_Data under study_
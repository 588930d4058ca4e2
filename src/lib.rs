//! Embedded transactional key-value store.
//!
//! Data is organised in named buckets holding byte keys and values, kept in
//! byte-lexicographic order. Buckets nest. All access happens inside a
//! transaction scoped to a closure: [`Store::view`] for reads,
//! [`Store::update`] for writes. Within a bucket, [`Cursor`]s iterate in
//! either direction, optionally constrained to a key prefix.
//!
//! State is persisted by a [`Backend`]: [`FileBackend`] keeps it in a single
//! locked file, [`MemoryBackend`] in process memory.

mod backend;
mod bucket;
mod constants;
mod context;
mod cursor;
mod error;
mod file;
mod node;
mod snapshot;
mod store;
mod transaction;
mod types;

pub use backend::{Backend, MemoryBackend};
pub use bucket::Bucket;
pub use constants::{
    StoreFlags, MAX_DEPTH, MAX_ENTRY_LEN, OPEN_TIMEOUT, SNAPSHOT_MAGIC, SNAPSHOT_VERSION,
};
pub use context::TraceContext;
pub use cursor::Cursor;
pub use error::{Error, ErrorKind, Result};
pub use file::FileBackend;
pub use store::Store;
pub use transaction::Transaction;
pub use types::{CursorConfig, CursorHint, CursorOption, Direction, KeyValue};
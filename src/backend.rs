use std::fmt;

use bytes::Bytes;
use log::debug;

use crate::error::Result;
use crate::snapshot;

/// Persistence seam beneath a [`Store`](crate::Store).
///
/// A backend stores snapshot images and nothing else: ordering, buckets,
/// cursors and transaction isolation are provided by the store on top of it.
/// The store calls `acquire` once on open, `persist` under its writer lock for
/// every commit that changed state, and `release` on close.
pub trait Backend: Send + Sync + fmt::Debug {
    /// Location identifier used in logs and errors
    fn location(&self) -> &str;

    /// Take ownership of the resource and return the last committed image,
    /// or `None` when the resource holds no state yet.
    fn acquire(&mut self) -> Result<Option<Bytes>>;

    /// Durably replace the committed image. The image is always the complete
    /// state, never a delta.
    fn persist(&mut self, image: &[u8]) -> Result<()>;

    /// Give the resource back. Must tolerate being called without `acquire`.
    fn release(&mut self) -> Result<()>;
}

/// Process-local backend.
///
/// The last committed image is kept in memory, so a store closed and opened
/// again over the same backend sees its previous state. Nothing survives the
/// process.
#[derive(Debug, Default)]
pub struct MemoryBackend {
    image: Option<Bytes>,
}

impl MemoryBackend {
    pub fn new() -> Self {
        Self::default()
    }

    /// Start from a snapshot image, e.g. the output of [`Store::backup`](crate::Store::backup).
    ///
    /// The image is validated eagerly.
    pub fn from_bytes(image: impl Into<Bytes>) -> Result<Self> {
        let image = image.into();
        snapshot::decode(&image)?;
        Ok(MemoryBackend { image: Some(image) })
    }
}

impl Backend for MemoryBackend {
    fn location(&self) -> &str {
        ":memory:"
    }

    fn acquire(&mut self) -> Result<Option<Bytes>> {
        Ok(self.image.clone())
    }

    fn persist(&mut self, image: &[u8]) -> Result<()> {
        debug!("memory backend: keeping image of {} bytes", image.len());
        self.image = Some(Bytes::copy_from_slice(image));
        Ok(())
    }

    fn release(&mut self) -> Result<()> {
        Ok(())
    }
}
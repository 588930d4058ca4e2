use std::cell::{Cell, RefCell};
use std::sync::Arc;

use bytes::BytesMut;
use log::debug;

use crate::bucket::Bucket;
use crate::constants::{TxFlags, MAX_DEPTH};
use crate::context::TraceContext;
use crate::error::{Error, Result};
use crate::node::{resolve_mut, BucketData, Node};
use crate::snapshot;

/// A unit of work handed to [`Store::view`](crate::Store::view) and
/// [`Store::update`](crate::Store::update) closures.
///
/// The transaction works on its own copy-on-write view of the bucket tree:
/// what it reads is the state committed when it began plus its own writes.
/// It cannot outlive the closure it was passed to, and neither can the
/// buckets and cursors derived from it.
#[derive(Debug)]
pub struct Transaction {
    /// Transaction flags
    flags: Cell<TxFlags>,
    /// Working tree
    root: RefCell<Arc<BucketData>>,
    /// Correlation token for logs
    ctx: Cell<TraceContext>,
}

impl Transaction {
    pub(crate) fn new(root: Arc<BucketData>, ctx: TraceContext, writable: bool) -> Self {
        let flags = if writable {
            TxFlags::empty()
        } else {
            TxFlags::RDONLY
        };
        debug!(
            "begin {} transaction ctx={}",
            if writable { "update" } else { "view" },
            ctx
        );
        Transaction {
            flags: Cell::new(flags),
            root: RefCell::new(root),
            ctx: Cell::new(ctx),
        }
    }

    /// Trace context of this transaction
    pub fn context(&self) -> TraceContext {
        self.ctx.get()
    }

    /// Replace the trace context, e.g. to attach a child span.
    ///
    /// This never affects whether the transaction commits.
    pub fn with_context(&self, ctx: TraceContext) {
        self.ctx.set(ctx);
    }

    pub fn is_writable(&self) -> bool {
        !self.flags.get().contains(TxFlags::RDONLY)
    }

    pub(crate) fn is_dirty(&self) -> bool {
        self.flags.get().contains(TxFlags::DIRTY)
    }

    /// Encode the working tree as a snapshot image
    pub(crate) fn image(&self) -> Result<BytesMut> {
        snapshot::encode(&self.root.borrow())
    }

    /// Hand back the working tree once the closure has returned
    pub(crate) fn into_root(self) -> Arc<BucketData> {
        self.root.into_inner()
    }

    /// Retrieve the bucket named `name`, creating it if it does not exist.
    ///
    /// Creation needs a write transaction: asking a read-only transaction for
    /// a missing bucket fails with [`Error::TxNotWritable`].
    pub fn bucket(&self, name: &[u8]) -> Result<Bucket<'_>> {
        match self.get_bucket(name) {
            Err(Error::BucketNotFound(_)) => self.create_bucket_if_not_exists(name),
            other => other,
        }
    }

    /// Retrieve an existing top-level bucket
    pub fn get_bucket(&self, name: &[u8]) -> Result<Bucket<'_>> {
        if name.is_empty() {
            return Err(Error::BucketNameRequired);
        }
        if self.root.borrow().child(name).is_none() {
            return Err(Error::BucketNotFound(name.to_vec()));
        }
        Ok(Bucket::new(self, vec![name.to_vec()]))
    }

    /// Create a top-level bucket; fails if it already exists
    pub fn create_bucket(&self, name: &[u8]) -> Result<Bucket<'_>> {
        self.create_child(&[], name, false)?;
        Ok(Bucket::new(self, vec![name.to_vec()]))
    }

    /// Create a top-level bucket unless it already exists
    pub fn create_bucket_if_not_exists(&self, name: &[u8]) -> Result<Bucket<'_>> {
        self.create_child(&[], name, true)?;
        Ok(Bucket::new(self, vec![name.to_vec()]))
    }

    /// Delete a top-level bucket and everything nested in it
    pub fn delete_bucket(&self, name: &[u8]) -> Result<()> {
        self.delete_child(&[], name)
    }

    /// Names of all top-level buckets in key order
    pub fn bucket_names(&self) -> Vec<Vec<u8>> {
        self.root.borrow().entries.keys().cloned().collect()
    }

    /// Run `f` against the bucket at `path`, if it still exists
    pub(crate) fn read<R>(&self, path: &[Vec<u8>], f: impl FnOnce(&BucketData) -> R) -> Option<R> {
        let root = self.root.borrow();
        root.resolve(path).map(f)
    }

    /// Run `f` against a writable copy of the bucket at `path`
    pub(crate) fn write<R>(
        &self,
        path: &[Vec<u8>],
        f: impl FnOnce(&mut BucketData) -> Result<R>,
    ) -> Result<R> {
        if !self.is_writable() {
            return Err(Error::TxNotWritable);
        }
        let mut root = self.root.borrow_mut();
        let data = resolve_mut(&mut *root, path).ok_or_else(|| {
            Error::BucketNotFound(path.last().cloned().unwrap_or_default())
        })?;
        let out = f(data)?;
        self.flags.set(self.flags.get() | TxFlags::DIRTY);
        Ok(out)
    }

    pub(crate) fn create_child(&self, parent: &[Vec<u8>], name: &[u8], exist_ok: bool) -> Result<()> {
        if name.is_empty() {
            return Err(Error::BucketNameRequired);
        }
        if parent.len() >= MAX_DEPTH {
            return Err(Error::NestingTooDeep(MAX_DEPTH));
        }
        snapshot::frame_len(name.len())?;
        if exist_ok {
            let exists = self.read(parent, |data| data.child(name).is_some());
            if exists == Some(true) {
                return Ok(());
            }
        }
        self.write(parent, |data| match data.get(name) {
            Some(Node::Bucket(_)) if exist_ok => Ok(()),
            Some(Node::Bucket(_)) => Err(Error::BucketExists(name.to_vec())),
            Some(Node::Value(_)) => Err(Error::IncompatibleValue),
            None => {
                data.entries
                    .insert(name.to_vec(), Node::Bucket(Arc::new(BucketData::new())));
                Ok(())
            }
        })
    }

    pub(crate) fn delete_child(&self, parent: &[Vec<u8>], name: &[u8]) -> Result<()> {
        if name.is_empty() {
            return Err(Error::BucketNameRequired);
        }
        self.write(parent, |data| match data.get(name) {
            Some(Node::Bucket(_)) => {
                data.entries.remove(name);
                Ok(())
            }
            Some(Node::Value(_)) => Err(Error::IncompatibleValue),
            None => Err(Error::BucketNotFound(name.to_vec())),
        })
    }
}
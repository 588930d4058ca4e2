use std::fmt;

/// Correlation token carried by a transaction for tracing.
///
/// It identifies work in logs and nothing else: replacing or dropping it never
/// cancels, commits or rolls back a transaction.
#[derive(Debug, Clone, Copy, PartialEq, Eq, Hash)]
pub struct TraceContext {
    trace_id: u64,
    span_id: u64,
    parent_span_id: Option<u64>,
}

impl TraceContext {
    /// Start a new trace
    pub fn new() -> Self {
        TraceContext {
            trace_id: rand::random(),
            span_id: rand::random(),
            parent_span_id: None,
        }
    }

    /// Rebuild a context received from elsewhere
    pub fn from_parts(trace_id: u64, span_id: u64) -> Self {
        TraceContext {
            trace_id,
            span_id,
            parent_span_id: None,
        }
    }

    /// Derive a child span within the same trace
    pub fn child(&self) -> Self {
        TraceContext {
            trace_id: self.trace_id,
            span_id: rand::random(),
            parent_span_id: Some(self.span_id),
        }
    }

    pub fn trace_id(&self) -> u64 {
        self.trace_id
    }

    pub fn span_id(&self) -> u64 {
        self.span_id
    }

    pub fn parent_span_id(&self) -> Option<u64> {
        self.parent_span_id
    }
}

impl Default for TraceContext {
    fn default() -> Self {
        TraceContext::new()
    }
}

impl fmt::Display for TraceContext {
    fn fmt(&self, f: &mut fmt::Formatter<'_>) -> fmt::Result {
        write!(f, "{:016x}/{:016x}", self.trace_id, self.span_id)
    }
}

_What is required_
After locating the line with "on top of it." in the material above, return it and each line after it exactly, ending at the line with "fn acquire(&mut self) -> Result<Option<Bytes>>;".

_Output_
/// cursors and transaction isolation are provided by the store on top of it.
/// The store calls `acquire` once on open, `persist` under its writer lock for
/// every commit that changed state, and `release` on close.
pub trait Backend: Send + Sync + fmt::Debug {
    /// Location identifier used in logs and errors
    fn location(&self) -> &str;

    /// Take ownership of the resource and return the last committed image,
    /// or `None` when the resource holds no state yet.
    fn acquire(&mut self) -> Result<Option<Bytes>>;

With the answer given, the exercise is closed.